Start of Information shown
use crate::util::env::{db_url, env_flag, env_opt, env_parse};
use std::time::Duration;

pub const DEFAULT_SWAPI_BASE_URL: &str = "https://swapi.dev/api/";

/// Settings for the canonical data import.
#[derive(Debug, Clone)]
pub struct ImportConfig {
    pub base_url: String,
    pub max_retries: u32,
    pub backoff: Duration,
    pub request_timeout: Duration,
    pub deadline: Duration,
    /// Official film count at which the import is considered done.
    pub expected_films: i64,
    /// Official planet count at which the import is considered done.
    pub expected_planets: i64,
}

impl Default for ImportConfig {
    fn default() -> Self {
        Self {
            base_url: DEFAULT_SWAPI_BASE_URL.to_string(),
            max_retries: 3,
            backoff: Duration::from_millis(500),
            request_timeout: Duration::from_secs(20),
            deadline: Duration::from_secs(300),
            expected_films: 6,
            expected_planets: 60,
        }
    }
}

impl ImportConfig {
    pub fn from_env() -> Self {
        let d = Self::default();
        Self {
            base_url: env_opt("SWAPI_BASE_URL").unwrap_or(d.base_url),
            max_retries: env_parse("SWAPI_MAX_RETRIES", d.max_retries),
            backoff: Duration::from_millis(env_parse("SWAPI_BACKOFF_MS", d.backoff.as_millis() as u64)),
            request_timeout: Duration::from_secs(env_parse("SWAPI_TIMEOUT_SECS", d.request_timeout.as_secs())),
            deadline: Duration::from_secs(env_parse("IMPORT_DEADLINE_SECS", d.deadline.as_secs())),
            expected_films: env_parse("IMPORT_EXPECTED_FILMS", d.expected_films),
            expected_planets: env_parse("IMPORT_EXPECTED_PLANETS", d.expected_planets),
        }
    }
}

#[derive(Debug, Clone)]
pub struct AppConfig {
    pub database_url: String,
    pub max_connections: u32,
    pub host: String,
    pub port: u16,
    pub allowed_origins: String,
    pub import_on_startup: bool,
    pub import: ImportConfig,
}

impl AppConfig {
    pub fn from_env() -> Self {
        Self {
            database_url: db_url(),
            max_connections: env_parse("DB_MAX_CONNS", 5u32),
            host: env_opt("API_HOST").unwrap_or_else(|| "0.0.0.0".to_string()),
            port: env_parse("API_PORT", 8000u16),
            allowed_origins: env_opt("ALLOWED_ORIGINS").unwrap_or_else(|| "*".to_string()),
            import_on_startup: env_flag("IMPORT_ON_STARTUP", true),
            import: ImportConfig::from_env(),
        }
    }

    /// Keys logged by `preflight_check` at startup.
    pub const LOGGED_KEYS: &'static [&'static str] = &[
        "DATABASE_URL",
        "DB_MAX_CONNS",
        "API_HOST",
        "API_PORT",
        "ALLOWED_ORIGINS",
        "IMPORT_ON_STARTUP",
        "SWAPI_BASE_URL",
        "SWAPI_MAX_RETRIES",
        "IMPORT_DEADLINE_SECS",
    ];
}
End of Information shown
(What is being asked) Start to finish, copy the records above with no differences.

(Output of the exercise)
use crate::util::env::{db_url, env_flag, env_opt, env_parse};
use std::time::Duration;

pub const DEFAULT_SWAPI_BASE_URL: &str = "https://swapi.dev/api/";

/// Settings for the canonical data import.
#[derive(Debug, Clone)]
pub struct ImportConfig {
    pub base_url: String,
    pub max_retries: u32,
    pub backoff: Duration,
    pub request_timeout: Duration,
    pub deadline: Duration,
    /// Official film count at which the import is considered done.
    pub expected_films: i64,
    /// Official planet count at which the import is considered done.
    pub expected_planets: i64,
}

impl Default for ImportConfig {
    fn default() -> Self {
        Self {
            base_url: DEFAULT_SWAPI_BASE_URL.to_string(),
            max_retries: 3,
            backoff: Duration::from_millis(500),
            request_timeout: Duration::from_secs(20),
            deadline: Duration::from_secs(300),
            expected_films: 6,
            expected_planets: 60,
        }
    }
}

impl ImportConfig {
    pub fn from_env() -> Self {
        let d = Self::default();
        Self {
            base_url: env_opt("SWAPI_BASE_URL").unwrap_or(d.base_url),
            max_retries: env_parse("SWAPI_MAX_RETRIES", d.max_retries),
            backoff: Duration::from_millis(env_parse("SWAPI_BACKOFF_MS", d.backoff.as_millis() as u64)),
            request_timeout: Duration::from_secs(env_parse("SWAPI_TIMEOUT_SECS", d.request_timeout.as_secs())),
            deadline: Duration::from_secs(env_parse("IMPORT_DEADLINE_SECS", d.deadline.as_secs())),
            expected_films: env_parse("IMPORT_EXPECTED_FILMS", d.expected_films),
            expected_planets: env_parse("IMPORT_EXPECTED_PLANETS", d.expected_planets),
        }
    }
}

#[derive(Debug, Clone)]
pub struct AppConfig {
    pub database_url: String,
    pub max_connections: u32,
    pub host: String,
    pub port: u16,
    pub allowed_origins: String,
    pub import_on_startup: bool,
    pub import: ImportConfig,
}

impl AppConfig {
    pub fn from_env() -> Self {
        Self {
            database_url: db_url(),
            max_connections: env_parse("DB_MAX_CONNS", 5u32),
            host: env_opt("API_HOST").unwrap_or_else(|| "0.0.0.0".to_string()),
            port: env_parse("API_PORT", 8000u16),
            allowed_origins: env_opt("ALLOWED_ORIGINS").unwrap_or_else(|| "*".to_string()),
            import_on_startup: env_flag("IMPORT_ON_STARTUP", true),
            import: ImportConfig::from_env(),
        }
    }

    /// Keys logged by `preflight_check` at startup.
    pub const LOGGED_KEYS: &'static [&'static str] = &[
        "DATABASE_URL",
        "DB_MAX_CONNS",
        "API_HOST",
        "API_PORT",
        "ALLOWED_ORIGINS",
        "IMPORT_ON_STARTUP",
        "SWAPI_BASE_URL",
        "SWAPI_MAX_RETRIES",
        "IMPORT_DEADLINE_SECS",
    ];
}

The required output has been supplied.